Basta con darse una vuelta por el norte de ‘Joburg’ para comprender la profundidad del abismo que separa ambas comunidades, no importa que hayan pasado 24 años desde que Mandela accediera a la presidencia del país tras haber pasado 27 en la cárcel. Las empresas y la Bolsa han emigrado a la zona norte, tierra de provisión, quedando el centro reservado a los cuarteles generales de las empresas mineras y los bancos. El paisaje ahí arriba es revelador. Desde Sandton hasta Houghton, la mayor concentración de riqueza del país –el 40% del oro que circula por el mundo proviene de este país–, está repleto de entidades financieras, centros comerciales de ensueño, hoteles de cinco estrellas como el Michelangelo, zonas residenciales separadas de la calle por vallas electrificadas y una sucesión de campos de verde inmaculado destinados a la práctica del golf, el cricket, el polo... La ciudad es un imán para famosos y multimillonarias que desean someterse a tratamientos de cirugía estética en centros como el Rosebank Clinic, y que empalman la convalecencia con safaris por reservas naturales como la de Kruger y los montes Drakensberg.

Y luego está el sur. Uno se da cuenta sin necesidad de brújula porque las avenidas se angostan, el paisaje industrial se va abriendo camino y brotan aquí y allá montículos de tierra amarilla, que no son sino escorias depositadas en la superficie y que en agosto –invierno al otro lado del Ecuador– los vientos esparcen por toda la ciudad. Antes de llegar allí, en mercados como el de Braamfontein, blancos y negros se mezclan en una deliciosa promiscuidad de razas: rubios con gafas de sol que parecen salidos de un póster surfero, chicas de ébano y sensualidad a flor de piel bailando al ritmo de sintetizadores y guitarras eléctricas, indios vestidos de señorito leyendo la tablet...

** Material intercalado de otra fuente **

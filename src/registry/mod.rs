//! Connection registry.
//!
//! Holds the committed profile set as an immutable snapshot that readers
//! clone cheaply. Mutations are serialized by a single writer lock: copy the
//! snapshot, change it, persist it, then publish it.

pub mod store;

use crate::db::pool::PoolManager;
use crate::error::{DbError, DbResult};
use crate::models::{ConnectionDraft, ConnectionProfile, ProbeOutcome};
use chrono::Utc;
use std::sync::Arc;
use std::time::Duration;
use tokio::sync::{Mutex, RwLock};
use tracing::info;

pub use store::ProfileStore;

pub struct ConnectionRegistry {
    store: ProfileStore,
    snapshot: RwLock<Arc<Vec<ConnectionProfile>>>,
    writer: Mutex<()>,
    pools: Arc<PoolManager>,
    probe_timeout: Duration,
}

impl ConnectionRegistry {
    /// Load the stored profiles.
    pub async fn open(
        store: ProfileStore,
        pools: Arc<PoolManager>,
        probe_timeout: Duration,
    ) -> DbResult<Self> {
        let profiles = store.load().await?;
        info!(
            path = %store.path().display(),
            count = profiles.len(),
            "Loaded connection profiles"
        );
        Ok(Self {
            store,
            snapshot: RwLock::new(Arc::new(profiles)),
            writer: Mutex::new(()),
            pools,
            probe_timeout,
        })
    }

    /// Validate, probe and persist a new profile.
    ///
    /// Nothing is stored unless the live probe succeeds. A new default clears
    /// the flag on every other profile in the same write.
    pub async fn create(&self, draft: ConnectionDraft) -> DbResult<ConnectionProfile> {
        draft.validate()?;
        let profile = draft.into_profile();

        let outcome = self
            .pools
            .probe_profile(&profile, self.probe_timeout)
            .await?;
        if let Some(err) = outcome.into_error() {
            return Err(err);
        }

        let created = profile.clone();
        self.mutate(move |profiles| {
            if profile.is_default {
                clear_default(profiles);
            }
            profiles.push(profile);
            Ok(())
        })
        .await?;

        info!(
            connection_id = %created.id,
            engine = %created.engine,
            is_default = created.is_default,
            "Created connection"
        );
        Ok(created)
    }

    /// Probe a draft without storing it.
    pub async fn test(&self, draft: ConnectionDraft) -> DbResult<ProbeOutcome> {
        draft.validate()?;
        let profile = draft.into_profile();
        self.pools.probe_profile(&profile, self.probe_timeout).await
    }

    /// Every stored profile, secrets included.
    pub async fn list(&self) -> Arc<Vec<ConnectionProfile>> {
        Arc::clone(&*self.snapshot.read().await)
    }

    pub async fn get(&self, id: &str) -> DbResult<ConnectionProfile> {
        self.snapshot
            .read()
            .await
            .iter()
            .find(|p| p.id == id)
            .cloned()
            .ok_or_else(|| DbError::not_found(id))
    }

    pub async fn get_default(&self) -> Option<ConnectionProfile> {
        self.snapshot
            .read()
            .await
            .iter()
            .find(|p| p.is_default)
            .cloned()
    }

    /// Make `id` the only default profile.
    pub async fn set_default(&self, id: &str) -> DbResult<ConnectionProfile> {
        let updated = self
            .mutate(|profiles| {
                let idx = profiles
                    .iter()
                    .position(|p| p.id == id)
                    .ok_or_else(|| DbError::not_found(id))?;
                clear_default(profiles);
                let profile = &mut profiles[idx];
                profile.is_default = true;
                profile.updated_at = Utc::now();
                Ok(profile.clone())
            })
            .await?;

        info!(connection_id = %id, "Set default connection");
        Ok(updated)
    }

    /// Remove `id` and tear down its cached pool. No other profile becomes
    /// default.
    pub async fn delete(&self, id: &str) -> DbResult<()> {
        self.mutate(|profiles| {
            let idx = profiles
                .iter()
                .position(|p| p.id == id)
                .ok_or_else(|| DbError::not_found(id))?;
            profiles.remove(idx);
            Ok(())
        })
        .await?;

        self.pools.release(id).await;
        info!(connection_id = %id, "Deleted connection");
        Ok(())
    }

    /// Apply `change` to a copy of the snapshot, persist it, then publish it.
    /// The snapshot is untouched if `change` or the write fails.
    async fn mutate<T, F>(&self, change: F) -> DbResult<T>
    where
        F: FnOnce(&mut Vec<ConnectionProfile>) -> DbResult<T>,
    {
        let _writer = self.writer.lock().await;

        let mut next = self.snapshot.read().await.as_ref().clone();
        let value = change(&mut next)?;
        self.store.save(&next).await?;
        *self.snapshot.write().await = Arc::new(next);
        Ok(value)
    }
}

impl std::fmt::Debug for ConnectionRegistry {
    fn fmt(&self, f: &mut std::fmt::Formatter<'_>) -> std::fmt::Result {
        f.debug_struct("ConnectionRegistry")
            .field("store", &self.store)
            .field("probe_timeout", &self.probe_timeout)
            .finish_non_exhaustive()
    }
}

fn clear_default(profiles: &mut [ConnectionProfile]) {
    let now = Utc::now();
    for profile in profiles.iter_mut().filter(|p| p.is_default) {
        profile.is_default = false;
        profile.updated_at = now;
    }
}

El recinto se levanta relativamente cerca de la Universidad de Witt, una de las más progresistas del país y creada originariamente como Escuela de Minas. O el John Foster Square, la terrible prisión que fue tumba de numerosos activistas durante el Apartheid, a los que se hacía desaparecer con total impunidad. Otro hito, este agradable de recordar para los españoles, es el estadio FNB, el escenario de la final de la Copa Mundial de fútbol de 2010, con forma de vasija arcillosa y capacidad para 96.000 espectadores, sobre el que todavía sobrevuelan el eco estridente de las bubuzelas. Pan y circo.